“At dawn, the sun either shines itself or hides behind clouds, promising what the day will bring. So it is with introductions in stories.” —anonymous
Most agents and editors would balk at the suggestion of a false start intro. On its own, there’s nothing wrong with an exciting beginning, so long as it’s done well. Then again, the last time I read a false start in a novel was years ago. Is it now a forgotten technique, shunned by writers? The problem is that false introductions are usually poorly done and give off a flat feeling for the rest of the book.
The first few paragraphs of a book introduce an author’s style—his or her prose rhythm, subtle insecurities, and other narrative patterns. A book is like an onion; it has layers of emotional and mental components embedded into the prose.
This is especially the case in early drafts, where the author is still figuring out what he or she wants to do with the story. Analyzing one’s writing patterns in drafts can lead to improvement and growth for writers. It’s what I do. I read and reread over my manuscripts to analyze them.
A Handy Exercise on Introductions in Prose
There’s an exercise in this article that I recommend. An author examines the first 250 words of the story. Heavily. Dissect it, break it apart, and ask:
- What is the purpose of this introduction?
- Why is it set up like this?
- Is there a hook for the reader?
- Is the introduction short enough for the sake of clarity and pacing, but long enough to express its purpose?
- What patterns does this intro reveal about the book as a whole?
These questions are by no means exhaustive. Invent questions and discover how many perspectives and shades of grey the introduction can produce.
The first 250 words are crucial to the rest of the story and should let the reader know what they’re in for. Most readers picking up a book at the store—or skimming it over on Amazon—will do this to see if the story interests them. If it’s worth their time, money, and energy. Books, writing, and reading are all about an exchange of energy.
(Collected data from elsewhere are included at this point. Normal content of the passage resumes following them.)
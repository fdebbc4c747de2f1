// ============================================================================
// mediaprobe-core/src/external/mod.rs
// ============================================================================
//
// EXTERNAL TOOLS: Interactions with the ffprobe CLI
//
// Everything that spawns a process lives here. Report parsing itself never
// touches the filesystem or a child process; it only receives the text an
// FfprobeExecutor hands back.
//
// KEY COMPONENTS:
// - FfprobeExecutor trait and the process-backed CommandFfprobeExecutor
// - Argument building and command-line rendering for logs and errors
// - Dependency checking

use crate::error::{CoreError, CoreResult, command_failed_error, command_start_error};

use std::io;
use std::process::{Command, Stdio};

// ============================================================================
// SUBMODULES
// ============================================================================

/// Traits and implementations for executing ffprobe
pub mod ffprobe_executor;

// ============================================================================
// RE-EXPORTS
// ============================================================================

pub use ffprobe_executor::{
    CommandFfprobeExecutor, FfprobeExecutor, PROBE_FLAGS, display_command_line, log_command,
    probe_args,
};

// ============================================================================
// DEPENDENCY CHECKING
// ============================================================================

/// Checks that an external command can be started by running it with `-version`.
///
/// A missing binary maps to [`CoreError::DependencyNotFound`] and any other
/// spawn failure to [`CoreError::CommandStart`]. A tool that starts but exits
/// non-zero is [`CoreError::CommandFailed`].
///
/// ```rust,no_run
/// use mediaprobe_core::external::check_dependency;
///
/// match check_dependency("ffprobe") {
///     Ok(()) => println!("ffprobe is available"),
///     Err(e) => eprintln!("ffprobe check failed: {}", e),
/// }
/// ```
pub fn check_dependency(cmd_name: &str) -> CoreResult<()> {
    let result = Command::new(cmd_name)
        .arg("-version")
        .stdout(Stdio::null())
        .stderr(Stdio::null())
        .status();

    match result {
        Ok(status) if status.success() => {
            log::debug!("Found dependency: {}", cmd_name);
            Ok(())
        }
        Ok(status) => {
            log::warn!("Dependency '{}' exited with {} on -version.", cmd_name, status);
            Err(command_failed_error(format!("{cmd_name} -version"), status, ""))
        }
        Err(e) if e.kind() == io::ErrorKind::NotFound => {
            log::warn!("Dependency '{}' not found.", cmd_name);
            Err(CoreError::DependencyNotFound(cmd_name.to_string()))
        }
        Err(e) => {
            log::error!("Failed to start dependency check command '{}': {}", cmd_name, e);
            Err(command_start_error(cmd_name, e))
        }
    }
}
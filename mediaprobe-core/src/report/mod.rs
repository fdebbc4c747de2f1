//! Probe report parsing: the descriptor model, the per-section key tables,
//! and the section-tracking parser.

pub mod descriptor;
pub mod fields;
pub mod parser;

pub use descriptor::{ExtraFields, MediaDescriptor, StreamDescriptor, StreamKind};
pub use fields::{Conversion, FormatField, INVALID_STREAM_INDEX, StreamField};
pub use parser::{ParseStats, ParsedReport, ReportParser, parse_report, parse_report_strict};
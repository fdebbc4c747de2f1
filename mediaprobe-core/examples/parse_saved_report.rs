use mediaprobe_core::{ReportParser, format_timecode};
use std::env;

fn main() -> Result<(), Box<dyn std::error::Error>> {
    // Usage: cargo run -p mediaprobe-core --example parse_saved_report -- report.txt
    let path = env::args().nth(1).ok_or("usage: parse_saved_report <report.txt>")?;
    let raw = std::fs::read_to_string(&path)?;

    let parsed = ReportParser::parse(path.as_str(), &raw);
    let media = &parsed.descriptor;

    println!("Format:   {}", media.format_name.as_deref().unwrap_or("unknown"));
    println!("Duration: {}", format_timecode(media.duration()));
    println!("Size:     {}x{}", media.width, media.height);
    for stream in &media.streams {
        println!(
            "  stream {} ({}): {}",
            stream.index,
            stream.kind(),
            stream.codec_name.as_deref().unwrap_or("?")
        );
    }

    println!("\nParse statistics:");
    println!("{}", serde_json::to_string_pretty(&parsed.stats)?);
    Ok(())
}
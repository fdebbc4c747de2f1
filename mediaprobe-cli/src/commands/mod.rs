//! Command implementations for the CLI.
//!
//! Each submodule contains the implementation of one subcommand.

/// `info`: probe files with ffprobe and print their descriptors.
pub mod info;
/// `parse`: parse a saved ffprobe report from a file or stdin.
pub mod parse;
/// `timecode`: convert ffprobe timecodes to seconds.
pub mod timecode;
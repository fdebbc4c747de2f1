//! Running ffprobe to obtain a "pretty" text report for a media file.
//!
//! The [`FfprobeExecutor`] trait is the seam between report parsing and the
//! external tool, so tests can feed canned reports without ffprobe installed.

use crate::config::ProbeConfig;
use crate::error::{CoreError, CoreResult, command_failed_error, command_start_error};

use std::ffi::OsString;
use std::io;
use std::path::{Path, PathBuf};
use std::process::Command;

/// Flags passed to ffprobe ahead of the input path.
pub const PROBE_FLAGS: [&str; 4] = ["-hide_banner", "-show_format", "-show_streams", "-pretty"];

/// Produces the ffprobe report text for a media file.
pub trait FfprobeExecutor: Send + Sync {
    /// Returns the captured stdout of `ffprobe -hide_banner -show_format -show_streams -pretty <path>`.
    fn report(&self, path: &Path) -> CoreResult<String>;
}

/// [`FfprobeExecutor`] that spawns the ffprobe binary.
#[derive(Debug, Clone)]
pub struct CommandFfprobeExecutor {
    program: PathBuf,
}

impl CommandFfprobeExecutor {
    pub fn new(program: impl Into<PathBuf>) -> Self {
        Self {
            program: program.into(),
        }
    }

    pub fn from_config(config: &ProbeConfig) -> Self {
        Self::new(config.ffprobe_path.clone())
    }

    pub fn program(&self) -> &Path {
        &self.program
    }
}

impl Default for CommandFfprobeExecutor {
    fn default() -> Self {
        Self::new(crate::config::DEFAULT_FFPROBE_PATH)
    }
}

impl FfprobeExecutor for CommandFfprobeExecutor {
    fn report(&self, path: &Path) -> CoreResult<String> {
        let mut cmd = Command::new(&self.program);
        cmd.args(probe_args(path));
        log_command(&cmd);

        let program = self.program.display().to_string();
        let output = cmd.output().map_err(|e| {
            if e.kind() == io::ErrorKind::NotFound {
                log::warn!("Dependency '{}' not found.", program);
                CoreError::DependencyNotFound(program.clone())
            } else {
                command_start_error(display_command_line(&self.program, path), e)
            }
        })?;

        let stderr = String::from_utf8_lossy(&output.stderr);
        if !output.status.success() {
            log::warn!(
                "ffprobe exited with {} for {}",
                output.status,
                path.display()
            );
            return Err(command_failed_error(
                display_command_line(&self.program, path),
                output.status,
                stderr.trim(),
            ));
        }
        if !stderr.trim().is_empty() {
            log::debug!("ffprobe stderr for {}: {}", path.display(), stderr.trim());
        }

        Ok(String::from_utf8_lossy(&output.stdout).into_owned())
    }
}

/// Argument vector for probing `path`, flags first.
pub fn probe_args(path: &Path) -> Vec<OsString> {
    PROBE_FLAGS
        .iter()
        .map(OsString::from)
        .chain(std::iter::once(path.as_os_str().to_owned()))
        .collect()
}

/// Human-readable command line; the path is double-quoted when it contains whitespace.
pub fn display_command_line(program: &Path, path: &Path) -> String {
    format!(
        "{} {} {}",
        program.display(),
        PROBE_FLAGS.join(" "),
        quote_if_needed(&path.display().to_string())
    )
}

/// Logs a command at debug level, quoting arguments that contain whitespace.
pub fn log_command(cmd: &Command) {
    let program = cmd.get_program().to_string_lossy();
    let args: Vec<String> = cmd
        .get_args()
        .map(|arg| quote_if_needed(&arg.to_string_lossy()))
        .collect();
    log::debug!("Executing command: {} {}", program, args.join(" "));
}

fn quote_if_needed(arg: &str) -> String {
    if arg.chars().any(char::is_whitespace) {
        format!("\"{}\"", arg)
    } else {
        arg.to_string()
    }
}

#[cfg(test)]
mod tests {
    use super::*;

    #[test]
    fn test_probe_args_order() {
        let args = probe_args(Path::new("/media/movie.mkv"));
        let args: Vec<_> = args.iter().map(|a| a.to_string_lossy().into_owned()).collect();
        assert_eq!(
            args,
            vec![
                "-hide_banner",
                "-show_format",
                "-show_streams",
                "-pretty",
                "/media/movie.mkv"
            ]
        );
    }

    #[test]
    fn test_path_with_space_is_one_argument() {
        let args = probe_args(Path::new("/media/My Movie.mkv"));
        assert_eq!(args.len(), 5);
        assert_eq!(args[4], OsString::from("/media/My Movie.mkv"));
    }

    #[test]
    fn test_display_command_line_quotes_spaces() {
        assert_eq!(
            display_command_line(Path::new("ffprobe"), Path::new("/media/My Movie.mkv")),
            "ffprobe -hide_banner -show_format -show_streams -pretty \"/media/My Movie.mkv\""
        );
        assert_eq!(
            display_command_line(Path::new("ffprobe"), Path::new("clip.mp4")),
            "ffprobe -hide_banner -show_format -show_streams -pretty clip.mp4"
        );
    }

    #[test]
    fn test_missing_binary_is_dependency_error() {
        let executor = CommandFfprobeExecutor::new("mediaprobe-no-such-ffprobe-binary");
        match executor.report(Path::new("clip.mkv")) {
            Err(CoreError::DependencyNotFound(name)) => {
                assert_eq!(name, "mediaprobe-no-such-ffprobe-binary")
            }
            other => panic!("unexpected result: {:?}", other),
        }
    }

    #[test]
    fn test_from_config_uses_configured_path() {
        let config = ProbeConfig {
            ffprobe_path: PathBuf::from("/opt/ffprobe"),
            ..ProbeConfig::default()
        };
        let executor = CommandFfprobeExecutor::from_config(&config);
        assert_eq!(executor.program(), Path::new("/opt/ffprobe"));
    }
}
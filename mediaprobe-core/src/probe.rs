// ============================================================================
// mediaprobe-core/src/probe.rs
// ============================================================================
//
// PROBING: ffprobe execution followed by report parsing
//
// Ties an FfprobeExecutor to the report parser. Batches run on a dedicated
// rayon pool sized from ProbeConfig::jobs; results keep the input order and
// one failing file never aborts the rest.

use crate::config::ProbeConfig;
use crate::error::{CoreError, CoreResult};
use crate::external::FfprobeExecutor;
use crate::report::{MediaDescriptor, ReportParser, parse_report_strict};

use rayon::prelude::*;
use std::io;
use std::path::{Path, PathBuf};

/// Outcome of probing one file in a batch.
#[derive(Debug)]
pub struct ProbedFile {
    pub path: PathBuf,
    pub result: CoreResult<MediaDescriptor>,
}

/// Runs the executor for `path` and parses its report.
///
/// The descriptor's `filename` is the path as given. With `strict` set, an
/// empty report or one without section markers is an error instead of a
/// default descriptor.
pub fn probe_file<E>(executor: &E, path: &Path, strict: bool) -> CoreResult<MediaDescriptor>
where
    E: FfprobeExecutor + ?Sized,
{
    let filename = path.display().to_string();
    let raw = executor.report(path)?;

    if strict {
        return parse_report_strict(&filename, &raw);
    }

    let parsed = ReportParser::parse(filename, &raw);
    if !parsed.stats.saw_sections() {
        log::warn!("No [FORMAT] or [STREAM] sections in ffprobe output for {}", path.display());
    }
    Ok(parsed.descriptor)
}

/// Probes every path in parallel using `config.jobs` worker threads.
///
/// The outer error covers configuration and thread pool setup only. Per-file
/// failures are reported in the matching [`ProbedFile`].
pub fn probe_files<E>(
    executor: &E,
    paths: &[PathBuf],
    config: &ProbeConfig,
) -> CoreResult<Vec<ProbedFile>>
where
    E: FfprobeExecutor + ?Sized,
{
    config.validate()?;

    let pool = rayon::ThreadPoolBuilder::new()
        .num_threads(config.jobs)
        .build()
        .map_err(|e| CoreError::Io(io::Error::other(format!("Failed to initialize thread pool: {}", e))))?;

    log::debug!("Probing {} files with {} jobs", paths.len(), config.jobs);

    let results = pool.install(|| {
        paths
            .par_iter()
            .map(|path| {
                let result = probe_file(executor, path, config.strict);
                if let Err(e) = &result {
                    log::warn!("Failed to probe {}: {}", path.display(), e);
                }
                ProbedFile {
                    path: path.clone(),
                    result,
                }
            })
            .collect()
    });

    Ok(results)
}
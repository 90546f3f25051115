//! Record generator composing the field generators.

use crate::generators::identifier::{
    generate_container_id, generate_license_plate, generate_manifest_id,
};
use crate::generators::numeric::{generate_lane, generate_passenger_count};
use crate::generators::timestamp::{generate_expiration_date, generate_recent_timestamp};
use crate::generators::{pick, pick_variant};
use crate::reference::{CARGO_TYPES, CHECKPOINTS, FIRST_NAMES, LAST_NAMES, STATE_CODES};
use chrono::{DateTime, Datelike, Utc};
use crossing_core::{
    CargoManifest, CrossingEvent, CrossingPurpose, CrossingRecord, Direction,
    RegistrationDetails, VehicleDetails, VehicleType, HAZMAT_CARGO_TYPE,
};
use rand::rngs::StdRng;
use rand::{Rng, SeedableRng};

/// Chance that a crossing is flagged for secondary inspection.
pub const SECONDARY_INSPECTION_PROBABILITY: f64 = 0.20;

/// Chance that a non-hazmat cargo type is still flagged hazardous.
pub const HAZMAT_PROBABILITY: f64 = 0.10;

/// Generator of synthetic crossing records.
///
/// Generation is total: every call returns a well-formed entity. The only
/// side effect is RNG consumption.
pub struct RecordGenerator {
    rng: StdRng,
    /// Clock override; `None` reads the system clock on every call
    fixed_now: Option<DateTime<Utc>>,
}

impl RecordGenerator {
    /// Create a generator seeded for reproducible output.
    pub fn new(seed: u64) -> Self {
        Self {
            rng: StdRng::seed_from_u64(seed),
            fixed_now: None,
        }
    }

    /// Create a generator seeded from OS entropy.
    pub fn from_entropy() -> Self {
        Self {
            rng: StdRng::from_entropy(),
            fixed_now: None,
        }
    }

    /// Pin the clock used for timestamps, expiration dates and manifest years.
    pub fn with_fixed_now(mut self, now: DateTime<Utc>) -> Self {
        self.fixed_now = Some(now);
        self
    }

    fn now(&self) -> DateTime<Utc> {
        self.fixed_now.unwrap_or_else(Utc::now)
    }

    pub fn generate_vehicle_details(&mut self) -> VehicleDetails {
        let now = self.now();
        let rng = &mut self.rng;

        let vehicle_type = pick_variant(rng, VehicleType::ALL);
        let license_plate_number = generate_license_plate(rng);
        let owner_name = format!("{} {}", pick(rng, FIRST_NAMES), pick(rng, LAST_NAMES));
        let registration_details = RegistrationDetails {
            state: pick(rng, STATE_CODES).to_string(),
            expiration_date: generate_expiration_date(rng, now),
        };
        let passenger_count = generate_passenger_count(rng, vehicle_type);

        VehicleDetails {
            license_plate_number,
            vehicle_type,
            owner_name,
            registration_details,
            passenger_count,
        }
    }

    pub fn generate_crossing_event(&mut self) -> CrossingEvent {
        let purpose = pick_variant(&mut self.rng, CrossingPurpose::ALL);
        self.generate_crossing_event_with_purpose(purpose)
    }

    /// Generate a crossing event with the purpose fixed by the caller.
    pub fn generate_crossing_event_with_purpose(
        &mut self,
        crossing_purpose: CrossingPurpose,
    ) -> CrossingEvent {
        let now = self.now();
        let rng = &mut self.rng;

        CrossingEvent {
            timestamp: generate_recent_timestamp(rng, now),
            interior_checkpoints: pick(rng, CHECKPOINTS).to_string(),
            direction: pick_variant(rng, Direction::ALL),
            lane_assignment: generate_lane(rng),
            crossing_purpose,
            secondary_inspection_flag: rng.gen_bool(SECONDARY_INSPECTION_PROBABILITY),
        }
    }

    pub fn generate_cargo_manifest(&mut self) -> CargoManifest {
        let year = self.now().year();
        let rng = &mut self.rng;

        let cargo_type = pick(rng, CARGO_TYPES);
        let random_hazmat = rng.gen_bool(HAZMAT_PROBABILITY);

        CargoManifest {
            manifest_id: generate_manifest_id(rng, year),
            cargo_type: cargo_type.to_string(),
            hazardous_material: cargo_type == HAZMAT_CARGO_TYPE || random_hazmat,
            container_id: generate_container_id(rng),
        }
    }

    /// Generate a complete record. Cargo is present only for shipping crossings.
    pub fn generate_crossing_record(&mut self) -> CrossingRecord {
        let vehicle = self.generate_vehicle_details();
        let crossing = self.generate_crossing_event();
        self.complete_record(vehicle, crossing)
    }

    /// Generate a complete record with the crossing purpose fixed by the caller.
    pub fn generate_crossing_record_with_purpose(
        &mut self,
        purpose: CrossingPurpose,
    ) -> CrossingRecord {
        let vehicle = self.generate_vehicle_details();
        let crossing = self.generate_crossing_event_with_purpose(purpose);
        self.complete_record(vehicle, crossing)
    }

    fn complete_record(
        &mut self,
        vehicle: VehicleDetails,
        crossing: CrossingEvent,
    ) -> CrossingRecord {
        let cargo = match crossing.crossing_purpose {
            CrossingPurpose::Shipping => Some(self.generate_cargo_manifest()),
            CrossingPurpose::Personal | CrossingPurpose::Business => None,
        };

        CrossingRecord {
            vehicle,
            crossing,
            cargo,
        }
    }

    /// Lazily generate `count` records.
    pub fn records(&mut self, count: u64) -> RecordIterator<'_> {
        RecordIterator {
            generator: self,
            remaining: count,
        }
    }
}

/// Iterator that lazily generates crossing records.
pub struct RecordIterator<'a> {
    generator: &'a mut RecordGenerator,
    remaining: u64,
}

impl Iterator for RecordIterator<'_> {
    type Item = CrossingRecord;

    fn next(&mut self) -> Option<Self::Item> {
        if self.remaining == 0 {
            return None;
        }

        self.remaining -= 1;
        Some(self.generator.generate_crossing_record())
    }

    fn size_hint(&self) -> (usize, Option<usize>) {
        let remaining = self.remaining as usize;
        (remaining, Some(remaining))
    }
}

impl ExactSizeIterator for RecordIterator<'_> {}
Can the author provide a worthwhile exchange for the reader?
Keeping Introductions to Novels Interesting
I once heard a fellow writer say:
“Stories are like skirts. They have to be long enough to cover everything, but short enough to keep things interesting.” —anonymous
While that might not be the cleverest of examples, he did have a point. Stories, and particularly introductions—since introductions are a significant part of the prose—should be short and sweet, including everything that should be there.
Hooking Readers in the Introduction of a Novel
Here’s a helpful article on hooking readers in the introduction. The author mentions driving the prose with curiosity and conflict—elements that provoke the reader, tempting them to read further.
Internal dialog or exposition can hint at a character’s insecurities, flaws, or other issues. I’m not big on exposition myself—too many writers turn internal narration into a dry monologue that is boring to read, but that’s a topic for another time. Still, its a useful tool and it does have a place.
Stress is…Good for Readers?
Readers love stress and anxiety in a story; they hate it in real life—so, give them what they want, am I right? And do it early on, promising them the reward they will receive if they delve deeper into the story. Dangle that carrot! Gosh, sometimes I feel like a drug dealer with these dopamine-filled scenes. 😦
Don’t be Afraid to Use False Introductions
Approach the introduction with a sense of clarity and purpose for the reader. Have a plan for the intro, and reflect that throughout the story. The promises made in those first 250 words should come full circle. Otherwise, the introduction is nothing more than a prop that can not—and should not—stand on its own.
Striking a Balance
A solid introduction to a novel is vital. Take time with it, and review it on a routine basis. Even after the twentieth read through, authors may discover new insights about themselves as writers. Even as souls. Each piece of the story, the characters, the scenes, are reflections of the author.
- Is it long enough to cover everything?
- Is it short enough to keep it interesting?
- Does it dangle the carrot appropriately, leaving the reader begging for more?
If a writer can bond the reader with the main protagonist and the story within the first few paragraphs, then congratulations! That writer has accomplished a feat that most struggle with. Beginnings are, for me, the most exciting part of a new story, but they can also be the hardest.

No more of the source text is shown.